## [Task directions]
Search the records for "negated". Copy every line where it appears.

Excerpts from a dataset

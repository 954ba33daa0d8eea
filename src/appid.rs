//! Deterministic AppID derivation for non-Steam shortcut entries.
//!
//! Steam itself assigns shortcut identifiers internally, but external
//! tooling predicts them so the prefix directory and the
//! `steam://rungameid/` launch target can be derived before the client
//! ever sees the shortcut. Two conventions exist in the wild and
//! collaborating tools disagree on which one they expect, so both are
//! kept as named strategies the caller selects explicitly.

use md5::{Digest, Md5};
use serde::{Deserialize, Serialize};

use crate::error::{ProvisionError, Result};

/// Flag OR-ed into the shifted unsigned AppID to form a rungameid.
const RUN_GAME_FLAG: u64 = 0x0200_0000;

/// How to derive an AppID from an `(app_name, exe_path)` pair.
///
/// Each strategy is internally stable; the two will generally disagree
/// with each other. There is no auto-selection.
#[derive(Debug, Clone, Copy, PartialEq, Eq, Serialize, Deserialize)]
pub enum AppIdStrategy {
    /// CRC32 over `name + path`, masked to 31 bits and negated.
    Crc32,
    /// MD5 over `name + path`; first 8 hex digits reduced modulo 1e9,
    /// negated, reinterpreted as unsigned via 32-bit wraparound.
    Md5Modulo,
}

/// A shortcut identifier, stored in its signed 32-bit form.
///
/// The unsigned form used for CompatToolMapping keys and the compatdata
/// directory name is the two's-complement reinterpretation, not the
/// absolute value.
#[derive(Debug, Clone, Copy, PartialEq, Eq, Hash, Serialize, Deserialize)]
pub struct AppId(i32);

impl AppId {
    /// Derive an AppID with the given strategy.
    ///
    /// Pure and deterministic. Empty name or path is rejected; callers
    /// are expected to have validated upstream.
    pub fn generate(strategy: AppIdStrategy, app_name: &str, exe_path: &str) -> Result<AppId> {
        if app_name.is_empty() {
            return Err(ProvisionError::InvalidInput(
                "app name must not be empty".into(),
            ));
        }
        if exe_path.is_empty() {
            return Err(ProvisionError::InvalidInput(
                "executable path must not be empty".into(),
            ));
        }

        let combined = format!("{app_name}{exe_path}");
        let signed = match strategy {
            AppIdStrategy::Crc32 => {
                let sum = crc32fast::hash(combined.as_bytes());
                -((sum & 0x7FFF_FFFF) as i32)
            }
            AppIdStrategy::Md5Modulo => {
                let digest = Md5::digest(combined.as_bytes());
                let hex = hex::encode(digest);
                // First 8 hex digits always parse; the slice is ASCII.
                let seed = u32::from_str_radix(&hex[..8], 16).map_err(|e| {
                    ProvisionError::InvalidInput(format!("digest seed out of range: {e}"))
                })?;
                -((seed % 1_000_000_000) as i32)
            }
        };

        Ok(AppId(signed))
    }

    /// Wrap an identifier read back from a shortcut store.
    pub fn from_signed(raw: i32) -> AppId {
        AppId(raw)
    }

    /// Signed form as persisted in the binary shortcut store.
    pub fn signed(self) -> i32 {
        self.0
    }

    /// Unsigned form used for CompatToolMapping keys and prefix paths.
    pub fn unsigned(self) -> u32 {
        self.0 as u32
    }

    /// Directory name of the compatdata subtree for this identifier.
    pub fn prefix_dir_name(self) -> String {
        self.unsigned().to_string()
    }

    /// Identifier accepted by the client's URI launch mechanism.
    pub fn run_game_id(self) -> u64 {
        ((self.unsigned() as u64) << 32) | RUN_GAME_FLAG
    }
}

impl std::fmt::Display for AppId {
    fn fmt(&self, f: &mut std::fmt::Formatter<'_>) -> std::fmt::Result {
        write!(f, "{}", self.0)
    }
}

---

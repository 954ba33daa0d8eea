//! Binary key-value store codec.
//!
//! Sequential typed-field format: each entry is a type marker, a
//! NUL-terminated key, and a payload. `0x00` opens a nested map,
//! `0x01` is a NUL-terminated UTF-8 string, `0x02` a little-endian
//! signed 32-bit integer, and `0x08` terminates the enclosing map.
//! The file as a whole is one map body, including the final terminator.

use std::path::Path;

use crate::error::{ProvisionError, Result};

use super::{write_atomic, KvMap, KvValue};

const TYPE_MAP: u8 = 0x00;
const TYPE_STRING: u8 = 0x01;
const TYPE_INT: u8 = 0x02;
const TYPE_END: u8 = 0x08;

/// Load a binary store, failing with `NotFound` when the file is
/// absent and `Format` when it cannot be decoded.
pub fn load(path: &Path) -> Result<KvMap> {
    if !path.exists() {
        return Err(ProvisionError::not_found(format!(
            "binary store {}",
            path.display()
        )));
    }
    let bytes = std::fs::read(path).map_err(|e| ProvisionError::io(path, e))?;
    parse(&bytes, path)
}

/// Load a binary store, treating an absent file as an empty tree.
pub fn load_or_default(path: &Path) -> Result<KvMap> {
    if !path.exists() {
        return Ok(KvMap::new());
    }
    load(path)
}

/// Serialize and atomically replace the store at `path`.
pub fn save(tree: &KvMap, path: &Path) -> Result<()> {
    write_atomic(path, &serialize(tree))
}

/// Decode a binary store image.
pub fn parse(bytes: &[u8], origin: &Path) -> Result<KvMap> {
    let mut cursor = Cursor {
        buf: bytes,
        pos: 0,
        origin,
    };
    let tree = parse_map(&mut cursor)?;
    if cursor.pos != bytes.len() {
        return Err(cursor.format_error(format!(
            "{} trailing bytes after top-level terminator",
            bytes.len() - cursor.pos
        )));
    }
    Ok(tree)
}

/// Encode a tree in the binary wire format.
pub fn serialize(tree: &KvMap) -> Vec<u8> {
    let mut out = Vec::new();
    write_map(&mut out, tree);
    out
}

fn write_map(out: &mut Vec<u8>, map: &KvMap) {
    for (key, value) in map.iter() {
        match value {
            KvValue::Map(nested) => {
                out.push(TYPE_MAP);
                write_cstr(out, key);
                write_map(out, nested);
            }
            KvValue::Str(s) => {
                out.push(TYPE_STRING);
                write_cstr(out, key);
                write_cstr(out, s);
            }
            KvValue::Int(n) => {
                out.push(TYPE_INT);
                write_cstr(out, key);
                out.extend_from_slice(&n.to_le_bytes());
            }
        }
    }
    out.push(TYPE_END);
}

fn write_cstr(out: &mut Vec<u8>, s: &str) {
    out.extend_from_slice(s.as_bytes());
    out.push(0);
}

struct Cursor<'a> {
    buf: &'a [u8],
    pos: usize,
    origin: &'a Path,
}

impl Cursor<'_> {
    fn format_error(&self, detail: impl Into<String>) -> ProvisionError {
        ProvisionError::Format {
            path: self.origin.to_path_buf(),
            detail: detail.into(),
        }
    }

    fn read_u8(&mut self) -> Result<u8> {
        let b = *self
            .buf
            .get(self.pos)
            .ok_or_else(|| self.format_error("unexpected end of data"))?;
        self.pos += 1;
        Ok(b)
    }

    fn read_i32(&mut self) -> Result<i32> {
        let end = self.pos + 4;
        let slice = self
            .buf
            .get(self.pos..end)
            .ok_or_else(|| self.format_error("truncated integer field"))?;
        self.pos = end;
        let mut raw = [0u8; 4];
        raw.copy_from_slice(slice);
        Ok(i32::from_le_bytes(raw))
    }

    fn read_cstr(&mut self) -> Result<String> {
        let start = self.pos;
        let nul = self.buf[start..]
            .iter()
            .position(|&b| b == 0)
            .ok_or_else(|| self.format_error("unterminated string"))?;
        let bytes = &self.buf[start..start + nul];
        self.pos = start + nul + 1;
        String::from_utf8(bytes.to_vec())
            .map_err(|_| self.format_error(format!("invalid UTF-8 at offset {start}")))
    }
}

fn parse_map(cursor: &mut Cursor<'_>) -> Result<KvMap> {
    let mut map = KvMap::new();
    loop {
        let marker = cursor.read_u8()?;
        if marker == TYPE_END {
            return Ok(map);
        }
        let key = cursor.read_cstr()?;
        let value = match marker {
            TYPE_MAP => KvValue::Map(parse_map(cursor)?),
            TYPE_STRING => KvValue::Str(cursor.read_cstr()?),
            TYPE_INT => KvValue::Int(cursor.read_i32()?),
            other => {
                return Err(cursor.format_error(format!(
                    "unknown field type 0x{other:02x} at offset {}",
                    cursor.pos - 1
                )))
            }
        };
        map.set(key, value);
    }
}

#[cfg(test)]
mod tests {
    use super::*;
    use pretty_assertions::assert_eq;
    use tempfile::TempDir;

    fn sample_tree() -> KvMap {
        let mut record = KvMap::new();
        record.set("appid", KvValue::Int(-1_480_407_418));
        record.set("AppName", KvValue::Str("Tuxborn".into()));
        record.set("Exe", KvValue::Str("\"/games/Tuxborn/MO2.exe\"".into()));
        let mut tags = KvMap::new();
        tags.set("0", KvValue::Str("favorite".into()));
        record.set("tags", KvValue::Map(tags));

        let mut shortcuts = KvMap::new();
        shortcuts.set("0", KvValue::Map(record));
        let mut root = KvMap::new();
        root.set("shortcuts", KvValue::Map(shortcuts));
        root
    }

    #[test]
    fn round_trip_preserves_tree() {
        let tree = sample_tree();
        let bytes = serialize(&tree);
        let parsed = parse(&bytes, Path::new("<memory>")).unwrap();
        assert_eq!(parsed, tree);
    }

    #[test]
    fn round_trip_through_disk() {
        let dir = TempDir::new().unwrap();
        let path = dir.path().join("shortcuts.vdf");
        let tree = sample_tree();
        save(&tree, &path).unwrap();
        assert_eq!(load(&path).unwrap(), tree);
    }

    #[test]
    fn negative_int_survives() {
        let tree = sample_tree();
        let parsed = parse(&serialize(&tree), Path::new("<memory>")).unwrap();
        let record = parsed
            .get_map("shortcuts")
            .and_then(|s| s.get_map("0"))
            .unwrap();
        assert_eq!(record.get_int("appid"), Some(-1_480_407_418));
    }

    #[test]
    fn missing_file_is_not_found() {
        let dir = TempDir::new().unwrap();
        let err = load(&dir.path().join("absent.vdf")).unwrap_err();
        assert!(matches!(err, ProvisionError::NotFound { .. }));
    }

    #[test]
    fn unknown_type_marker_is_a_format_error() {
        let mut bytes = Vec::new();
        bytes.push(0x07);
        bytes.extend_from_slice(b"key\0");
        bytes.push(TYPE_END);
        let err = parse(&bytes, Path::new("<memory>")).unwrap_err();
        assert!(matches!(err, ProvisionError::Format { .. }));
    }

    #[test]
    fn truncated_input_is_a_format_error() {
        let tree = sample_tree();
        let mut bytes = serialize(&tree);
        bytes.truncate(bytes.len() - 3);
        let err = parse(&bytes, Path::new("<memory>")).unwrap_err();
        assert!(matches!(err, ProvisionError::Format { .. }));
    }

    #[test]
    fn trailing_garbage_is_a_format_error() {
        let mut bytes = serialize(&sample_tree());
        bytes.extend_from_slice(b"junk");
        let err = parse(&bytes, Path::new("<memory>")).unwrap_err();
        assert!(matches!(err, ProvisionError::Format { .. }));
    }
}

## [Answer to the problem]
    /// CRC32 over `name + path`, masked to 31 bits and negated.
    /// negated, reinterpreted as unsigned via 32-bit wraparound.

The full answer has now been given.